For the first time in a couple of decades, childhood obesity rates have showed a “slight but significance” decline. According to the CDC’s latest Vital Signs Report, Florida, Georgia, Missouri, New Jersey, South Dakota and the US Virgin islands showed a decrease of at least one percentage point in obesity rates. Only three states reported an actual increase in obesity: Colorado, Pennsylvania, and Tennessee.
This is good news for the long haul as well, since obese children are five times more likely to be overweight as adults, which leads to a plethora of health problems, such as type 2 diabetes, hypertension and heart disease.
Social Effects of Childhood Obesity
While most of us are aware that certain physical ailments are the direct result of childhood obesity, there are other, perhaps more ominous consequences we should consider. According to a study by Tees University, obesity in children is disturbingly far reaching. The authors of the study concluded that problems such as behavioral problems in school, mental health issues, family dissolution, and “greater community dissonance” can be directly tracked back to childhood obesity.
These dire statistics emphasize the seriousness of complacency regarding this issue. The good news is that even though the problem influences many facets of a child’s life, there are some simple ways to ensure our children can lead healthier lives.

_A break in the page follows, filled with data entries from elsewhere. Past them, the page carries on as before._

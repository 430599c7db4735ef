//! Contract tests for the scheduler's control loop
//!
//! The tick is driven directly with synthetic instants and local times, so
//! these tests pin the dispatch rules without real sleeping: the overlap
//! guard, dispatch-time interval bookkeeping, slot reaping, panic
//! containment and the once-per-day report trigger.

mod common;

use std::path::PathBuf;
use std::sync::Arc;
use std::sync::atomic::{AtomicUsize, Ordering};
use std::time::{Duration, Instant};

use chrono::{DateTime, NaiveDate, TimeZone};
use chrono_tz::Europe::Vienna;
use chrono_tz::Tz;
use common::*;
use hostwatch_core::config::SchedulerConfig;
use hostwatch_core::scheduler::{Scheduler, Task, TaskFuture};
use tempfile::TempDir;

fn local(y: i32, mo: u32, d: u32, h: u32, mi: u32) -> DateTime<Tz> {
    Vienna.with_ymd_and_hms(y, mo, d, h, mi, 0).unwrap()
}

fn scheduler(dir: &TempDir) -> Scheduler {
    Scheduler::new(
        &SchedulerConfig {
            tick_secs: 10,
            hung_task_warn_secs: 1800,
        },
        PathBuf::from(dir.path()),
        test_clock(),
        test_log(dir.path(), "main"),
        Arc::new(RecordingNotifier::new()),
    )
}

/// Let spawned task bodies make progress under the paused runtime
async fn settle() {
    for _ in 0..10 {
        tokio::task::yield_now().await;
    }
}

#[tokio::test(start_paused = true)]
async fn same_task_never_runs_twice_concurrently() {
    let dir = TempDir::new().unwrap();
    let mut sched = scheduler(&dir);

    let started = Arc::new(AtomicUsize::new(0));
    let in_body = Arc::new(AtomicUsize::new(0));
    let max_in_body = Arc::new(AtomicUsize::new(0));

    let (s, b, m) = (started.clone(), in_body.clone(), max_in_body.clone());
    sched.register(Task::new("slow", Duration::from_secs(60), move || {
        let (s, b, m) = (s.clone(), b.clone(), m.clone());
        Box::pin(async move {
            s.fetch_add(1, Ordering::SeqCst);
            let concurrent = b.fetch_add(1, Ordering::SeqCst) + 1;
            m.fetch_max(concurrent, Ordering::SeqCst);
            tokio::time::sleep(Duration::from_secs(1000)).await;
            b.fetch_sub(1, Ordering::SeqCst);
        }) as TaskFuture
    }));

    let t0 = Instant::now();
    let now = local(2026, 3, 14, 12, 0);

    sched.tick(t0, now);
    settle().await;

    // Two more due ticks while the first run is still in flight: both
    // skipped, never queued.
    sched.tick(t0 + Duration::from_secs(61), now);
    sched.tick(t0 + Duration::from_secs(122), now);
    settle().await;

    assert_eq!(started.load(Ordering::SeqCst), 1);

    // Let the body finish; the freed slot dispatches again.
    tokio::time::advance(Duration::from_secs(1000)).await;
    settle().await;
    sched.tick(t0 + Duration::from_secs(183), now);
    settle().await;

    assert_eq!(started.load(Ordering::SeqCst), 2);
    assert_eq!(max_in_body.load(Ordering::SeqCst), 1);
}

#[tokio::test(start_paused = true)]
async fn skipped_dispatch_is_logged() {
    let dir = TempDir::new().unwrap();
    let log = test_log(dir.path(), "main");
    let mut sched = Scheduler::new(
        &SchedulerConfig {
            tick_secs: 10,
            hung_task_warn_secs: 1800,
        },
        PathBuf::from(dir.path()),
        test_clock(),
        log.clone(),
        Arc::new(RecordingNotifier::new()),
    );

    sched.register(Task::new("slow", Duration::from_secs(60), || {
        Box::pin(async {
            tokio::time::sleep(Duration::from_secs(1000)).await;
        }) as TaskFuture
    }));

    let t0 = Instant::now();
    let now = local(2026, 3, 14, 12, 0);
    sched.tick(t0, now);
    settle().await;
    sched.tick(t0 + Duration::from_secs(61), now);

    let today = test_clock().now().date_naive();
    let content = std::fs::read_to_string(log.file_for(today)).unwrap();
    assert!(content.contains("[WARNING] Skipping task 'slow'"));
}

#[tokio::test(start_paused = true)]
async fn tasks_fire_immediately_on_first_tick_and_respect_interval() {
    let dir = TempDir::new().unwrap();
    let mut sched = scheduler(&dir);

    let runs = Arc::new(AtomicUsize::new(0));
    let r = runs.clone();
    sched.register(Task::new("fast", Duration::from_secs(60), move || {
        let r = r.clone();
        Box::pin(async move {
            r.fetch_add(1, Ordering::SeqCst);
        }) as TaskFuture
    }));

    let t0 = Instant::now();
    let now = local(2026, 3, 14, 12, 0);

    // Never-fired tasks are due on the very first tick after startup.
    sched.tick(t0, now);
    settle().await;
    assert_eq!(runs.load(Ordering::SeqCst), 1);

    // Not due yet: the interval is measured from dispatch time.
    sched.tick(t0 + Duration::from_secs(30), now);
    settle().await;
    assert_eq!(runs.load(Ordering::SeqCst), 1);

    sched.tick(t0 + Duration::from_secs(61), now);
    settle().await;
    assert_eq!(runs.load(Ordering::SeqCst), 2);
}

#[tokio::test(start_paused = true)]
async fn panicking_body_does_not_wedge_its_task_name() {
    let dir = TempDir::new().unwrap();
    let mut sched = scheduler(&dir);

    let runs = Arc::new(AtomicUsize::new(0));
    let r = runs.clone();
    sched.register(Task::new("flaky", Duration::from_secs(60), move || {
        let r = r.clone();
        Box::pin(async move {
            r.fetch_add(1, Ordering::SeqCst);
            panic!("probe blew up");
            #[allow(unreachable_code)]
            ()
        }) as TaskFuture
    }));

    let t0 = Instant::now();
    let now = local(2026, 3, 14, 12, 0);
    sched.tick(t0, now);
    settle().await;

    // The finished (panicked) handle frees the slot; the task keeps its
    // schedule.
    sched.tick(t0 + Duration::from_secs(61), now);
    settle().await;
    assert_eq!(runs.load(Ordering::SeqCst), 2);
}

#[tokio::test(start_paused = true)]
async fn daily_report_fires_once_per_day_in_the_trigger_hour() {
    let dir = TempDir::new().unwrap();
    let mut sched = scheduler(&dir);

    let days: Arc<std::sync::Mutex<Vec<NaiveDate>>> = Arc::new(std::sync::Mutex::new(Vec::new()));
    let d = days.clone();
    sched.set_daily_report(
        1,
        Arc::new(move |day| {
            let d = d.clone();
            Box::pin(async move {
                d.lock().unwrap().push(day);
            }) as TaskFuture
        }),
    );

    let t0 = Instant::now();
    let mut t = t0;
    // Two simulated days of ticks, coarse outside the trigger hour and
    // repeated inside it.
    let ticks = [
        local(2026, 3, 14, 0, 50),
        local(2026, 3, 14, 1, 0),  // fires for 2026-03-13
        local(2026, 3, 14, 1, 10), // same hour, same day: no refire
        local(2026, 3, 14, 1, 59),
        local(2026, 3, 14, 2, 0),
        local(2026, 3, 14, 23, 50),
        local(2026, 3, 15, 1, 30), // fires for 2026-03-14
        local(2026, 3, 15, 1, 45),
        local(2026, 3, 15, 2, 10),
    ];
    for now in ticks {
        sched.tick(t, now);
        settle().await;
        t += Duration::from_secs(10);
    }

    let days = days.lock().unwrap();
    assert_eq!(
        *days,
        vec![
            NaiveDate::from_ymd_opt(2026, 3, 13).unwrap(),
            NaiveDate::from_ymd_opt(2026, 3, 14).unwrap(),
        ]
    );
}

#[tokio::test(start_paused = true)]
async fn report_missed_in_the_exact_minute_still_fires_within_the_hour() {
    let dir = TempDir::new().unwrap();
    let mut sched = scheduler(&dir);

    let fired = Arc::new(AtomicUsize::new(0));
    let f = fired.clone();
    sched.set_daily_report(
        1,
        Arc::new(move |_| {
            let f = f.clone();
            Box::pin(async move {
                f.fetch_add(1, Ordering::SeqCst);
            }) as TaskFuture
        }),
    );

    // A slow loop that only observes 01:58 of the trigger hour: the check
    // is level-triggered, so it still fires exactly once.
    let t0 = Instant::now();
    sched.tick(t0, local(2026, 3, 14, 0, 10));
    settle().await;
    sched.tick(t0 + Duration::from_secs(10), local(2026, 3, 14, 1, 58));
    settle().await;
    sched.tick(t0 + Duration::from_secs(20), local(2026, 3, 14, 3, 0));
    settle().await;

    assert_eq!(fired.load(Ordering::SeqCst), 1);
}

The Importance of Physical Activity
Combatting childhood obesity can be as “simple” as restricting the amount of time our kids spend playing video games and watching television. This can be challenging, but doable. Rachel H., a mom in Northwest Arkansas reports that in order to make sure her kids get enough exercise, she bites the bullet and goes outside WITH them. She holds “races” by timing how long it takes her kids to run around the house.
Let’s face it, young children want to be around their parents, and by going outside with them, we can kill two birds with one stone.
Inclimate weather? There are ways around that, too. When my kids were younger, I put on the soundtrack from the movie Rainman and we danced together through about half of it.
Healthier Eating Choices
The other side of the obesity equation is, of course, how healthily we feed our children. Following are some suggestions to help them learn to actually like healthy foods:
- Be sneaky. Most kids love comfort foods like spaghetti and macaroni and cheese. Kim N., mother of five, dices fresh vegetables such as broccoli and caroots and “hides” them in spaghetti sauce and mac-n-cheese.
- Instead of focusing on making sure their diets are balanced on a daily basis, it might be easier to focus on a balanced week. This allows for a trip to McDonald’s every once in awhile. Also, kids have a tendency to “fixate” on a particular food item, such as wanting peanut butter and jelly for breakfast, lunch and dinner. Focusing on an entire week makes this less of a “big deal.”